Wednesday, July 8, 2015

Trading on Leaked Macroeconomic Data

The official release times of U.S. macroeconomic data are big deals in financial markets. A new paper finds evidence of substantial informed trading before the official release time of certain macroeconomic variables, suggesting that information is often leaked. Alexander Kurov, Alessio Sancetta, Georg H. Strasser, and Marketa Halova Wolfe examine high-frequency stock index and Treasury futures markets data around releases of U.S. macroeconomic announcements:
These announcements are quintessential updates to public information on the economy and fundamental inputs to asset pricing. More than a half of the cumulative annual equity risk premium is earned on announcement days (Savor & Wilson, 2013) and the information is almost instantaneously reflected in prices once released (Hu, Pan, & Wang, 2013). To ensure fairness, no market participant should have access to this information until the official release time. Yet, in this paper we find strong evidence of informed trading before several key macroeconomic news announcements....Prices start to move about 30 minutes before the official release time and the price move during this pre-announcement window accounts on average for about a half of the total price adjustment.
They consider the 30 macroeconomic announcements that other authors have shown tend to move markets, and find evidence of:

  • Significant pre-announcement price drift for: CB consumer confidence index, existing home sales, GDP preliminary, industrial production, ISM manufacturing index, ISM non-manufacturing index, and pending home sales.
  • Some pre-announcement drift for: advance retail sales, consumer price index, GDP advance, housing starts, and initial jobless claims.
  • No pre-announcement drift for: ADP employment, durable goods orders, new home sales, non-farm employment, producer price index, and UM consumer sentiment.
The figure below shows mean cumulative average returns in the E-mini S&P 500 Futures market from 60 minutes before the release time to 60 minutes after the release time for the series with significant evidence of pre-announcement drift.

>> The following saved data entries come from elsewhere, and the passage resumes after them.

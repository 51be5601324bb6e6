/*!
Command handlers for the CLI

This module provides command handlers invoked by the CLI entrypoint.

- `session`: login, logout, whoami, status
- `request`: send an arbitrary authenticated request

Handlers print to stdout and return library errors; the binary turns those
into a non-zero exit.
*/

use std::sync::Arc;

use colored::Colorize;

use crate::auth::api::AuthApi;
use crate::auth::session::Navigator;
use crate::config::Config;
use crate::error::Result;
use crate::http::client::AuthClient;

pub mod request;
pub mod session;

/// [`Navigator`] for the terminal: tells the operator to sign in again.
#[derive(Debug, Default, Clone, Copy)]
pub struct TerminalNavigator;

impl Navigator for TerminalNavigator {
    fn navigate(&self, route: &str) {
        tracing::debug!(route, "Redirecting to login");
        eprintln!(
            "{} Your session has ended. Run `unionsite login` to sign in again.",
            "!".yellow().bold()
        );
    }
}

/// Build the authenticated client and session API from configuration
///
/// # Errors
///
/// Returns error if the base URL is unusable or the credential store cannot
/// be opened
pub fn build_api(config: &Config) -> Result<AuthApi> {
    let client = AuthClient::from_config(config, Arc::new(TerminalNavigator))?;
    Ok(AuthApi::new(client))
}
//! Session endpoints
//!
//! [`AuthApi`] wraps the three calls that create, describe, and end a
//! session. Token refresh is not here; it happens inside [`AuthClient`]
//! whenever a request is rejected.

use crate::auth::types::{Envelope, LoginRequest, LoginSession, RefreshRequest, User};
use crate::error::{ClientError, Result};
use crate::http::client::AuthClient;
use crate::http::request::ApiRequest;

/// Path of the login endpoint.
pub const LOGIN_PATH: &str = "/auth/login";

/// Path of the logout endpoint.
pub const LOGOUT_PATH: &str = "/auth/logout";

/// Path of the current-user endpoint.
pub const ME_PATH: &str = "/auth/me";

/// Login, logout, and profile calls on top of an [`AuthClient`].
#[derive(Debug, Clone)]
pub struct AuthApi {
    client: AuthClient,
}

impl AuthApi {
    /// Creates the API wrapper.
    pub fn new(client: AuthClient) -> Self {
        Self { client }
    }

    /// The underlying client.
    pub fn client(&self) -> &AuthClient {
        &self.client
    }

    /// Signs in and stores the issued tokens and profile.
    ///
    /// # Errors
    ///
    /// Returns [`ClientError::Authentication`] when the server rejects the
    /// credentials (400/401) or returns an unusable payload. Other failures
    /// pass through.
    pub async fn login(&self, email: &str, password: &str) -> Result<LoginSession> {
        let request = ApiRequest::post(LOGIN_PATH).json(&LoginRequest { email, password })?;

        let response = match self.client.send_anonymous(request).await {
            Ok(response) => response,
            Err(ClientError::Status { status, body }) if status == 400 || status == 401 => {
                return Err(ClientError::Authentication(format!(
                    "login rejected ({status}): {body}"
                )));
            }
            Err(e) => return Err(e),
        };

        let envelope: Envelope<LoginSession> = response
            .json()
            .map_err(|e| ClientError::Authentication(format!("malformed login response: {e}")))?;
        let session = envelope.data;
        if session.access_token.is_empty() || session.refresh_token.is_empty() {
            return Err(ClientError::Authentication(
                "login response is missing a token".to_string(),
            ));
        }

        self.client.store().save_session(&session)?;
        tracing::info!(user = ?session.user.as_ref().map(|u| &u.id), "Signed in");
        Ok(session)
    }

    /// Signs out.
    ///
    /// The server is told to revoke the refresh token when one is stored;
    /// that call is best-effort. Local credentials are always cleared.
    /// Returns `false` when there was no session to end.
    pub async fn logout(&self) -> bool {
        match self.client.store().refresh_token() {
            Ok(Some(refresh_token)) => {
                let request = ApiRequest::post(LOGOUT_PATH).json(&RefreshRequest {
                    refresh_token: &refresh_token,
                });
                let outcome = match request {
                    Ok(request) => self.client.send_anonymous(request).await.map(|_| ()),
                    Err(e) => Err(e),
                };
                if let Err(e) = outcome {
                    tracing::warn!("Server logout failed; clearing local session anyway: {}", e);
                }
            }
            Ok(None) => {}
            Err(e) => tracing::warn!("Could not read refresh token: {}", e),
        }

        self.client.invalidator().invalidate()
    }

    /// Fetches the signed-in user and refreshes the cached profile.
    ///
    /// Goes through the authenticated client, so an expired access token is
    /// refreshed transparently.
    pub async fn me(&self) -> Result<User> {
        let envelope: Envelope<User> = self.client.get_json(ME_PATH).await?;
        self.client.store().save_user(&envelope.data)?;
        Ok(envelope.data)
    }

    /// The cached profile, without contacting the server.
    pub fn cached_user(&self) -> Result<Option<User>> {
        self.client.store().user()
    }
}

Source: Kurov et al. 2015, Figure A1, panel c. Cumulative average returns in the E-mini S&P 500 Futures market .
Why do prices start to move before release time? It could be that some traders are superior forecasters, making better use of publicly-available information, and waiting until a few minutes before the announcement to make their trades. Alternatively, information might be leaked before the official release. Kurov et al. note that, while the first possibility cannot be ruled out entirely, the leaked information explanation appears highly likely. The authors conducted a phone and email survey of the organizations responsible for the macroeconomic data in their study to find out about data release procedures:
The release procedures fall into one of three categories. The first category involves posting the announcement on the organization’s website at the official release time, so that all market participants can access the information at the same time. The second category involves pre-releasing the information to selected journalists in “lock-up rooms” adding a risk of leakage if the lock-up is imperfectly guarded. The third category, previously not documented in academic literature, involves an unusual pre-release procedure used in three announcements: Instead of being pre-released in lock-up rooms, these announcements are electronically transmitted to journalists who are asked not to share the information with others. These three announcements are among the seven announcements with strong drift.
I wish I had a better sense of who was obtaining the leaked information and how much they were making from it.

Wednesday, June 24, 2015

Forecasting in Unstable Environments

I recently returned from the International Symposium on Forecasting "Frontiers in Forecasting" conference in Riverside. I presented some of my work on inflation uncertainty in a session devoted to uncertainty and the real economy. A highlight was the talk by Barbara Rossi,  a featured presenter from Universitat Pompeu Fabra, on "Forecasting in Unstable Environments: What Works and What Doesn't." (This post will be a bit more technical than my usual.)

Rossi spoke about instabilities in reduced form models and gave an overview of the evidence on what works and what doesn't in guarding against these instabilities. The basic issue is that the predictive ability of different models and variables changes over time. For example, the term spread was a pretty good predictor of GDP growth until the 1990s, and the credit spread was not. But in the 90s the situation reversed, and the credit spread became a better predictor of GDP growth while the term spread got worse.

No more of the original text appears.